[DATA SUPPLIED]
==*==

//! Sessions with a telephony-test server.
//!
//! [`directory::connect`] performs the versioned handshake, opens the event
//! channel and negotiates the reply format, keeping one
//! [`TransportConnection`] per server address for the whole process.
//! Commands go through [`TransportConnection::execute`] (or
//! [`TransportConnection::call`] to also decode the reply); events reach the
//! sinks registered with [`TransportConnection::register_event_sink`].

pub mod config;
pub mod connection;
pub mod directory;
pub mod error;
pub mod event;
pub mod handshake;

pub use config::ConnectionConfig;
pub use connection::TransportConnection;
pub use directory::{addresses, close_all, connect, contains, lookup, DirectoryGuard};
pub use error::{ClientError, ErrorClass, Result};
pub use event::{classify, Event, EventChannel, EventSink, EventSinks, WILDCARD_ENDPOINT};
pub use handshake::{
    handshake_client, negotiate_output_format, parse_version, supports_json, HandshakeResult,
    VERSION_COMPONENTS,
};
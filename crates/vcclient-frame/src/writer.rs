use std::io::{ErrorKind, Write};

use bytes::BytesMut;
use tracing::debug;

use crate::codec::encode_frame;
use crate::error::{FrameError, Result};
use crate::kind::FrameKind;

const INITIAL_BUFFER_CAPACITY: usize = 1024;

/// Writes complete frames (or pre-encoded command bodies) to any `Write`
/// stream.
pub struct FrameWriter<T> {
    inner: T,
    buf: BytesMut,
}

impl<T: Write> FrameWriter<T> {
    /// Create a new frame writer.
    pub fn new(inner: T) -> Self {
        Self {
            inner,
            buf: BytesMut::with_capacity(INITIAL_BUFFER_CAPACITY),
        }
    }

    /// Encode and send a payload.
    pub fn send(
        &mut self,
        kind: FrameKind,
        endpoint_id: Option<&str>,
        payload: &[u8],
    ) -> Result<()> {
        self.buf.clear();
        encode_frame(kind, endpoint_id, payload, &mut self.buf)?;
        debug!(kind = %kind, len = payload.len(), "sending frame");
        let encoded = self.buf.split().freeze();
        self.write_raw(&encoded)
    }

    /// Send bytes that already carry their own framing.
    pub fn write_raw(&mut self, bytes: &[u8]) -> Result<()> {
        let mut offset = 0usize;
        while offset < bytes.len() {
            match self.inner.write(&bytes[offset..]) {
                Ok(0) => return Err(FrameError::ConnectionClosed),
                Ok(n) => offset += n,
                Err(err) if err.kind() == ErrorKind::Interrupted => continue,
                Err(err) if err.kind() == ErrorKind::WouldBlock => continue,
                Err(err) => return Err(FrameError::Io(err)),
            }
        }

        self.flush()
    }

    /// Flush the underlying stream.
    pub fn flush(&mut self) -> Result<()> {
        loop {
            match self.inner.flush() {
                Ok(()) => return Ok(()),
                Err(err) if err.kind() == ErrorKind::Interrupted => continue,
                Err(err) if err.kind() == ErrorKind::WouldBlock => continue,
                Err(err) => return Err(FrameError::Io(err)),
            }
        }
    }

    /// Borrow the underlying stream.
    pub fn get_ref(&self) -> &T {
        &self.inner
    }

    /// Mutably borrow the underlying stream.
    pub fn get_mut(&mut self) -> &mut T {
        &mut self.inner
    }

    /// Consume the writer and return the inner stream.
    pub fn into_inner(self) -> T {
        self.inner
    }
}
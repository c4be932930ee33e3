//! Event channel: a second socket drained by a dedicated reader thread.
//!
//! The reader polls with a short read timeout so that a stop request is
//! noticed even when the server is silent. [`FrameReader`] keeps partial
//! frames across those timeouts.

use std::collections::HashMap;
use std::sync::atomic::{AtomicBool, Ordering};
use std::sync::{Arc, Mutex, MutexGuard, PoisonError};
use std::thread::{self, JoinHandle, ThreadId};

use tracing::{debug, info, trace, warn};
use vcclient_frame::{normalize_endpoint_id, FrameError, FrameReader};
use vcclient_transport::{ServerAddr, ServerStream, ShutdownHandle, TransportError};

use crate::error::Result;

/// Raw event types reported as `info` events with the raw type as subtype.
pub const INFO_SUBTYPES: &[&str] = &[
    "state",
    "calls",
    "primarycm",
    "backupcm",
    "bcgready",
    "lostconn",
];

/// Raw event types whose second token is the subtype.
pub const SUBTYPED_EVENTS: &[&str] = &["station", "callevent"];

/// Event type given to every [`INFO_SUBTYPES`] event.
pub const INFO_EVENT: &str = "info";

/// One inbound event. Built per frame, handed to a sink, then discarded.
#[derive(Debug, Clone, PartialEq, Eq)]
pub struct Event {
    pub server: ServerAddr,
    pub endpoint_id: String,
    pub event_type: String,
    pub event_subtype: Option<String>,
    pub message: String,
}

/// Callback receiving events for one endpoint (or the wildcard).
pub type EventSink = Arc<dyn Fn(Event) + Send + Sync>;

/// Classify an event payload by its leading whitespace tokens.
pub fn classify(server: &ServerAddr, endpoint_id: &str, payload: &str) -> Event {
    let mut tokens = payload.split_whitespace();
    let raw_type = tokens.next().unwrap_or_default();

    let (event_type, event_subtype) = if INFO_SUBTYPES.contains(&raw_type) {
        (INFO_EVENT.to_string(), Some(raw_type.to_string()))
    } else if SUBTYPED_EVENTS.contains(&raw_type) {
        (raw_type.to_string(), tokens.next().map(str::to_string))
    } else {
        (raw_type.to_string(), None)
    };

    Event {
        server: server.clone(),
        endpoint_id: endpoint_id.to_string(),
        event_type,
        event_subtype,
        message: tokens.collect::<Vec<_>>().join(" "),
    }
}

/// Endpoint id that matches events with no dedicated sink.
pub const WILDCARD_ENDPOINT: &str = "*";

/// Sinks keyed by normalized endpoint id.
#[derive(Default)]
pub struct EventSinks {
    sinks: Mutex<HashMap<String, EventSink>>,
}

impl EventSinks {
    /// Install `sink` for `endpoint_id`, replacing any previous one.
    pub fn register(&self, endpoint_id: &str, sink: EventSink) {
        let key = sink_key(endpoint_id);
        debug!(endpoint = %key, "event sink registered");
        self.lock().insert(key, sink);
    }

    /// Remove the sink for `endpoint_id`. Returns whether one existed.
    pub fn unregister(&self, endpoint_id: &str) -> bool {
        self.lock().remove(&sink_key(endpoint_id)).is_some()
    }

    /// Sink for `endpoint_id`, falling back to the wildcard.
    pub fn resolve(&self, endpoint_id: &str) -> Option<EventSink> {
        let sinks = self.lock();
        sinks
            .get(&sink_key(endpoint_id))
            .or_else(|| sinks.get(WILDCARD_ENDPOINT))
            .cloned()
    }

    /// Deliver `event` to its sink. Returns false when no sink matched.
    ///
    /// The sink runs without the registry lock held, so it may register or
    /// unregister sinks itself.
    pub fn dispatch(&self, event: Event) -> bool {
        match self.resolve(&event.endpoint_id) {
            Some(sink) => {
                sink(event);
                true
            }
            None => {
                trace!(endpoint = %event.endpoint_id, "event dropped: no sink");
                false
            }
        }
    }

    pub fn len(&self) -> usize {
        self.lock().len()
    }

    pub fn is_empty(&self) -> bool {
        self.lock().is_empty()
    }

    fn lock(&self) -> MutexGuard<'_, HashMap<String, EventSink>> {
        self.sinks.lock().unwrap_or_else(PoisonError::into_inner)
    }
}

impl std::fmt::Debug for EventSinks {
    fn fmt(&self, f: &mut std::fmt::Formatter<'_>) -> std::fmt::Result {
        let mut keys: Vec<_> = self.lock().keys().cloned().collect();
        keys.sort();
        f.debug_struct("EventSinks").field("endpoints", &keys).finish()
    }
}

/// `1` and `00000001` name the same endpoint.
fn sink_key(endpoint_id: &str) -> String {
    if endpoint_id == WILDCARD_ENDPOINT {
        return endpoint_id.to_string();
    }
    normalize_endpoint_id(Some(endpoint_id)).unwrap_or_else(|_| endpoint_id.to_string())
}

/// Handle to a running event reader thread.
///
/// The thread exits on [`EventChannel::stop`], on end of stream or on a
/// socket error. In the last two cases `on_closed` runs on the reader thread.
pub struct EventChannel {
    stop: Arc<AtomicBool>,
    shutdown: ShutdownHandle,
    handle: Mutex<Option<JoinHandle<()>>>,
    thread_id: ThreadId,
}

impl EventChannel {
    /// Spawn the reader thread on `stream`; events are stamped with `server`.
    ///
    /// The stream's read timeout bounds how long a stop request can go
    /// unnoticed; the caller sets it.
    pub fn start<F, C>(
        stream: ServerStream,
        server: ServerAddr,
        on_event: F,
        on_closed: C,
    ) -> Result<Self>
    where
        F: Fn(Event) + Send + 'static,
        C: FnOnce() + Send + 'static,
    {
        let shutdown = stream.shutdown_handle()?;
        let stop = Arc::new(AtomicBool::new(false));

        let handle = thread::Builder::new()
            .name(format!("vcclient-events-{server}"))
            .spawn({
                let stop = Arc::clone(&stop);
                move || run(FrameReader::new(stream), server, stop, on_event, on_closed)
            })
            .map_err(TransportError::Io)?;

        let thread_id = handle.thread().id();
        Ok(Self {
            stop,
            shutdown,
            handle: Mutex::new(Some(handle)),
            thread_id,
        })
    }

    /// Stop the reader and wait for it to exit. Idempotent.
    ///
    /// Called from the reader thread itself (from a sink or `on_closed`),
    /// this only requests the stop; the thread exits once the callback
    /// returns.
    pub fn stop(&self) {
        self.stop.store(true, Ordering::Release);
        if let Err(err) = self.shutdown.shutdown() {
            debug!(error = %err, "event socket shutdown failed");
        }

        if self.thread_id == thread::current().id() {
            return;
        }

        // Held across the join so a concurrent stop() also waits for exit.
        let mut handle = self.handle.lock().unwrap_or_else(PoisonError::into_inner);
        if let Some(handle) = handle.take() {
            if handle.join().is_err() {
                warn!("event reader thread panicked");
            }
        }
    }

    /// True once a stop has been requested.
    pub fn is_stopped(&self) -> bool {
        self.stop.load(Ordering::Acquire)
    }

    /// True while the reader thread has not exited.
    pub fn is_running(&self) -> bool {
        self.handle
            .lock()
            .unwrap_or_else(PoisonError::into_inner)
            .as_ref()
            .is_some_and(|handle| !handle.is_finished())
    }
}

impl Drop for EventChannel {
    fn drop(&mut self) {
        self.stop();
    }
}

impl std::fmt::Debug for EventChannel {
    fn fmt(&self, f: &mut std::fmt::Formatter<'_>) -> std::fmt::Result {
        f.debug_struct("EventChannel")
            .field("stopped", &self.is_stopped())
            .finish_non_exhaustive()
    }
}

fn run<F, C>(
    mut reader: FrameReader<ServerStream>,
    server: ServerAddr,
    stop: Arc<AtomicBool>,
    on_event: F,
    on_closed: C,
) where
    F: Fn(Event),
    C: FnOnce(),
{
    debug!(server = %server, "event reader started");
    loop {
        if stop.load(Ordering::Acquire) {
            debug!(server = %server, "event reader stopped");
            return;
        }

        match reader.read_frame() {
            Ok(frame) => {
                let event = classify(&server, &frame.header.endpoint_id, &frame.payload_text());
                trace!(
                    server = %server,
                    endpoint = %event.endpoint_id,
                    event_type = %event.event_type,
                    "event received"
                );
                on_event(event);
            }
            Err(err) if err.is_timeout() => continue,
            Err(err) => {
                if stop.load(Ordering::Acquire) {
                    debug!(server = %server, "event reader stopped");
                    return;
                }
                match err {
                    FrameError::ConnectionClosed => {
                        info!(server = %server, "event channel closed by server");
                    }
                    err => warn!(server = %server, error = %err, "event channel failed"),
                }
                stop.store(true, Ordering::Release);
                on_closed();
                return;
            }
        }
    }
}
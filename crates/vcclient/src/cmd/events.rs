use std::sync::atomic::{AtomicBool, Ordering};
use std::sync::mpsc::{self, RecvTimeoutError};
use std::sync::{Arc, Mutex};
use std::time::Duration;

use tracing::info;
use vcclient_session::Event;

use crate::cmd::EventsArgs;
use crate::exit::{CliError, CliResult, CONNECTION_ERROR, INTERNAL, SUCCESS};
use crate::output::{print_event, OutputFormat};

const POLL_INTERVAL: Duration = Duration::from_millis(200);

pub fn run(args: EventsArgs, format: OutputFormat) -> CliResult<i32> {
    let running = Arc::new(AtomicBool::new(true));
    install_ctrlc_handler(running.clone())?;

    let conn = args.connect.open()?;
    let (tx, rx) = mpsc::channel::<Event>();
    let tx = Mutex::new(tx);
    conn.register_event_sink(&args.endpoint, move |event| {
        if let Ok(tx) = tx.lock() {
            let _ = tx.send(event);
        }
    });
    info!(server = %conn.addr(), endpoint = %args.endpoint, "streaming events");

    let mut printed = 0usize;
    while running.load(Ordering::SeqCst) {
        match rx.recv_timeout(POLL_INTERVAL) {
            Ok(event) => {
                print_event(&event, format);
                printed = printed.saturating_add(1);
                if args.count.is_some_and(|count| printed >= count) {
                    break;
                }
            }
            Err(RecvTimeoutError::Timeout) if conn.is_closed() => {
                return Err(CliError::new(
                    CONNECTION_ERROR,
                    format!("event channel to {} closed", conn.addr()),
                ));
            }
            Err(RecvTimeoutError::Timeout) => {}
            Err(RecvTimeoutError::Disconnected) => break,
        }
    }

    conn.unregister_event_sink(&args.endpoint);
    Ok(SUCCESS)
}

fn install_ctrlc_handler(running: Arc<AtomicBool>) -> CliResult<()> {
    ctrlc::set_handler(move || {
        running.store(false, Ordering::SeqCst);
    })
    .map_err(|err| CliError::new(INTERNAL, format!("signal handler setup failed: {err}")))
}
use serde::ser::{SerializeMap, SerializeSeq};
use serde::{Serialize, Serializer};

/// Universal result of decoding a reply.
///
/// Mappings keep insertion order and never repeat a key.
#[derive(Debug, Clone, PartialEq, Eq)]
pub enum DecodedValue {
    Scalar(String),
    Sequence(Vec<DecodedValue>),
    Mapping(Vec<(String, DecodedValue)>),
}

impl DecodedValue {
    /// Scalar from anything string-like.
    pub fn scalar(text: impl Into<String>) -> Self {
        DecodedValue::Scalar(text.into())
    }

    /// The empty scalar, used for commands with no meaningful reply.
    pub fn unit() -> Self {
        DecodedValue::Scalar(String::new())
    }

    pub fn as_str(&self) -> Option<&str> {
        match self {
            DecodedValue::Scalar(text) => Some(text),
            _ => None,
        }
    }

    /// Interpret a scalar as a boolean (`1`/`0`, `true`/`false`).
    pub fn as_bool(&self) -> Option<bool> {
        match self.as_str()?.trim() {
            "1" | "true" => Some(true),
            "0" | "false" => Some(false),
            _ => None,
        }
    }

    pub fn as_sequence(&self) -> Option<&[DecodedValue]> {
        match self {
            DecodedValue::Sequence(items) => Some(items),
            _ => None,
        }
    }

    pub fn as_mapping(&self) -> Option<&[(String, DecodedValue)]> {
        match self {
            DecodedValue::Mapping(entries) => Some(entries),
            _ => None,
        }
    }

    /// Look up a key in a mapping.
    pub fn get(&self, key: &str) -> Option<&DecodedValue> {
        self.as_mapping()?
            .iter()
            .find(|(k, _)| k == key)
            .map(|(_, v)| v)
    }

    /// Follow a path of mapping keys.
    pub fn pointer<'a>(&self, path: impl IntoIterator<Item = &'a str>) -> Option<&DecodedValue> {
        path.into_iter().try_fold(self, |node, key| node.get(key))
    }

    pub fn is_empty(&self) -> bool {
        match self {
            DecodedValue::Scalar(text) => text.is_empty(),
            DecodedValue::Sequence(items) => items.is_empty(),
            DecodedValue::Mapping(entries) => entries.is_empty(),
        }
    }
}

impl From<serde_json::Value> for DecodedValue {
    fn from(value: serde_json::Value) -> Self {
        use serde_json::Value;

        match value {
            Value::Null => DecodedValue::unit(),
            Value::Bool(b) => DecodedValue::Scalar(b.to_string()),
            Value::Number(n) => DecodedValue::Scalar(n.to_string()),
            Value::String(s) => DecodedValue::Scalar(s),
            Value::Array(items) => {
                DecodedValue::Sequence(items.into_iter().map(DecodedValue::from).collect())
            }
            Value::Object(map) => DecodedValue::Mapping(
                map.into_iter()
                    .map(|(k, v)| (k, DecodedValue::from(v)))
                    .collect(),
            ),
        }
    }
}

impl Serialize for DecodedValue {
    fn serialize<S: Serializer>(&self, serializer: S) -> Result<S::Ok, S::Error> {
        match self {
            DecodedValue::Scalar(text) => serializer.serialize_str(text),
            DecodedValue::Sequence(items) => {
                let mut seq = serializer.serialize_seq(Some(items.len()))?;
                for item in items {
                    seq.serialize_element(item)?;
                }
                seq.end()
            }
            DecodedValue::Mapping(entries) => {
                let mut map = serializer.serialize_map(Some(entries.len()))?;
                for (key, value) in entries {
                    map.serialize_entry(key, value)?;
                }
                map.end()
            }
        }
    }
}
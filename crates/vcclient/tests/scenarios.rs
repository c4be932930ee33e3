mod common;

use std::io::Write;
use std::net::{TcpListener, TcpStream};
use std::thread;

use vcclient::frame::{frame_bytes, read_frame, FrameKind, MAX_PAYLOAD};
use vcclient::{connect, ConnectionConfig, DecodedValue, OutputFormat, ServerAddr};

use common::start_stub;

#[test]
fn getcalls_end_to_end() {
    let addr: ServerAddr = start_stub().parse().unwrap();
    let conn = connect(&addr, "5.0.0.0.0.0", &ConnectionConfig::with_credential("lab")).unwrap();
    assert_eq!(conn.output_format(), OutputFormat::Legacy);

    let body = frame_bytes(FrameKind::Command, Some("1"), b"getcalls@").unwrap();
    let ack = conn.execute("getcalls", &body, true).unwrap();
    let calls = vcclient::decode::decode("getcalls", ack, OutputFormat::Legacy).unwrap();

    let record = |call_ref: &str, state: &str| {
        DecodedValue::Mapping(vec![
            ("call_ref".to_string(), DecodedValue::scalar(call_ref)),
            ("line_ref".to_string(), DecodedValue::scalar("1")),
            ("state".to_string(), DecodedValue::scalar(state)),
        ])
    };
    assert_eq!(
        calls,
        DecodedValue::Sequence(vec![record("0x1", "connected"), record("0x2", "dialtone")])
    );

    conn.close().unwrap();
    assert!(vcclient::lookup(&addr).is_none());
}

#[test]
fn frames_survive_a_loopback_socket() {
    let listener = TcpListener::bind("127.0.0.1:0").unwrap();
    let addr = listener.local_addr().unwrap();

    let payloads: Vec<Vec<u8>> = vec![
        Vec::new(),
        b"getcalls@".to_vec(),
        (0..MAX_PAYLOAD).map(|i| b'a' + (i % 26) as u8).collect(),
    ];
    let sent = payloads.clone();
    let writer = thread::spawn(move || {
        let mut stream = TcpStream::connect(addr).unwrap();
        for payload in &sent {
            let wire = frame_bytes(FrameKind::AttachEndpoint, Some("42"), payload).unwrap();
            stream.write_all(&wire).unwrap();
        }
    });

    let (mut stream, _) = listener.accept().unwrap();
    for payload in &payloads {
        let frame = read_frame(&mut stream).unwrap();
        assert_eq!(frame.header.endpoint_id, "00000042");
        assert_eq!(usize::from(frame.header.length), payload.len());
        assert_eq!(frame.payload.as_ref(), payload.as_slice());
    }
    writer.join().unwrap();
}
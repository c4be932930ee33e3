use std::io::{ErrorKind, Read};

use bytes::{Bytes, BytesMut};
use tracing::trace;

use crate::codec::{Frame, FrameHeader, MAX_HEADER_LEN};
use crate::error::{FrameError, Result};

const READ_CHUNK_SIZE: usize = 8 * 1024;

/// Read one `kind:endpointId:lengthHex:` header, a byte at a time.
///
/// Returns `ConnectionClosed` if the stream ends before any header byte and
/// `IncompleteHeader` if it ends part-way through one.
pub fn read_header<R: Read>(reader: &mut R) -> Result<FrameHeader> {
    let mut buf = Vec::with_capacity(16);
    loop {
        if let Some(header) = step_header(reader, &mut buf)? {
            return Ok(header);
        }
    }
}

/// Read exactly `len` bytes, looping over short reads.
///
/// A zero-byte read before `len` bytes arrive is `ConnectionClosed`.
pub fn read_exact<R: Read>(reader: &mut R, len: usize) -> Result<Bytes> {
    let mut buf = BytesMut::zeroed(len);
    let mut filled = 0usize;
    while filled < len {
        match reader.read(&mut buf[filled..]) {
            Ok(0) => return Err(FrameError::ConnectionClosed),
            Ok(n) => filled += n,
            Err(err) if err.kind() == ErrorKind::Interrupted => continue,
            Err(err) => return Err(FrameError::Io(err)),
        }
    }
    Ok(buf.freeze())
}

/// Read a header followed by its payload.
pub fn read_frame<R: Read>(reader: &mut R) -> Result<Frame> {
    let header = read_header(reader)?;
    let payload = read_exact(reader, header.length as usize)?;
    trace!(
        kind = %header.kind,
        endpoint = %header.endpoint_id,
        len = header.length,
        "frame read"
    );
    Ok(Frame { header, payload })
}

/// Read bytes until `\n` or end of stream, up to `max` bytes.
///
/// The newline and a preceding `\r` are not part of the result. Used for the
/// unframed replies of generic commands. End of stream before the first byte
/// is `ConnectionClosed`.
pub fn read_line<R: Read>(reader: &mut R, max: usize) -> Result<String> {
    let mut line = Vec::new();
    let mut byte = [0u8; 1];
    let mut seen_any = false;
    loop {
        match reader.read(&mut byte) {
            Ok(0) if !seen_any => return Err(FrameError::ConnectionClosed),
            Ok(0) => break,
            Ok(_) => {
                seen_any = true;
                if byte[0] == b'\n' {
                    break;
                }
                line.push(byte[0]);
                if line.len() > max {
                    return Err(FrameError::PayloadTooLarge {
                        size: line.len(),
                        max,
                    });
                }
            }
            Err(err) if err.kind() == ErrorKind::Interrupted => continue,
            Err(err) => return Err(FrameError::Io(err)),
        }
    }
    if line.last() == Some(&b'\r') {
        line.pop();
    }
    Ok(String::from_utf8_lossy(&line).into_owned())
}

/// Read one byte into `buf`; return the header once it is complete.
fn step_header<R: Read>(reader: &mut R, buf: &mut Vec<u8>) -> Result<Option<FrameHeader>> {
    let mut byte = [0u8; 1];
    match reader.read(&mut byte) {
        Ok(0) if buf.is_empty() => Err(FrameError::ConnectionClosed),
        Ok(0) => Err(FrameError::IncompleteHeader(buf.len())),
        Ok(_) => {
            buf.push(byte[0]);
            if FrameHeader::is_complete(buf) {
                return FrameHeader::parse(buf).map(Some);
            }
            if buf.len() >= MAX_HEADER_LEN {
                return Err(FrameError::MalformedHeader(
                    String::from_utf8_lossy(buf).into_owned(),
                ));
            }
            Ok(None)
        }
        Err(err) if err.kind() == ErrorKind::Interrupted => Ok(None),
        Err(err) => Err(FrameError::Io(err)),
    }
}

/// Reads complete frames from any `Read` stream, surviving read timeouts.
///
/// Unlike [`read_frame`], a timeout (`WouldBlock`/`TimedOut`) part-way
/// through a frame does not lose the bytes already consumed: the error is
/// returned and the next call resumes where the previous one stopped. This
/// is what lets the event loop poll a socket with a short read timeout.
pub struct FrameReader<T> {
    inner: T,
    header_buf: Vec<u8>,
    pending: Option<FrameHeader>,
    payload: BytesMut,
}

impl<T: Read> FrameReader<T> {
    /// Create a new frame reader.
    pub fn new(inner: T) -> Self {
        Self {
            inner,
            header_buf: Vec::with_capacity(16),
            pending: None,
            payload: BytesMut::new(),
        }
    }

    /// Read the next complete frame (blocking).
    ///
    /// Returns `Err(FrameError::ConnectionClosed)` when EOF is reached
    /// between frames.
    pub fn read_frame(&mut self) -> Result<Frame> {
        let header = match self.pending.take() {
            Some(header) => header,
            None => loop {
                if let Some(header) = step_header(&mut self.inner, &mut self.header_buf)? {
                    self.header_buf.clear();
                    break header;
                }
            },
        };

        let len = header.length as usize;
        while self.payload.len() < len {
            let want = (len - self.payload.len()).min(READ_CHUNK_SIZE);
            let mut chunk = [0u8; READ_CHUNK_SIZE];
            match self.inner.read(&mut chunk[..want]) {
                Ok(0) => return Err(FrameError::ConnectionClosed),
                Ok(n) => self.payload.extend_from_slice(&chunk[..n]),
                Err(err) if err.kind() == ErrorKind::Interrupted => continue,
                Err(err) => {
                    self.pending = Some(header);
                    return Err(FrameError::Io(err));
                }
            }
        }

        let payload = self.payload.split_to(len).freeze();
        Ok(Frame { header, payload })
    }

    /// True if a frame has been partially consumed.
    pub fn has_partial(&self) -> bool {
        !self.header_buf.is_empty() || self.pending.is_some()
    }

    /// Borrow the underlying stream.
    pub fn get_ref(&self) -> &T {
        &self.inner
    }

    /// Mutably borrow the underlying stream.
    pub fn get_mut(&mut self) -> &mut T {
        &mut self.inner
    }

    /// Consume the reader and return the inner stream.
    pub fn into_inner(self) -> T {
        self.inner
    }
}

==*==

[WHAT YOU WILL DO]
Using the records above, copy every line that has the word "second" in it.

[RESULT OF THE EXERCISE]
//! Event channel: a second socket drained by a dedicated reader thread.
/// Raw event types whose second token is the subtype.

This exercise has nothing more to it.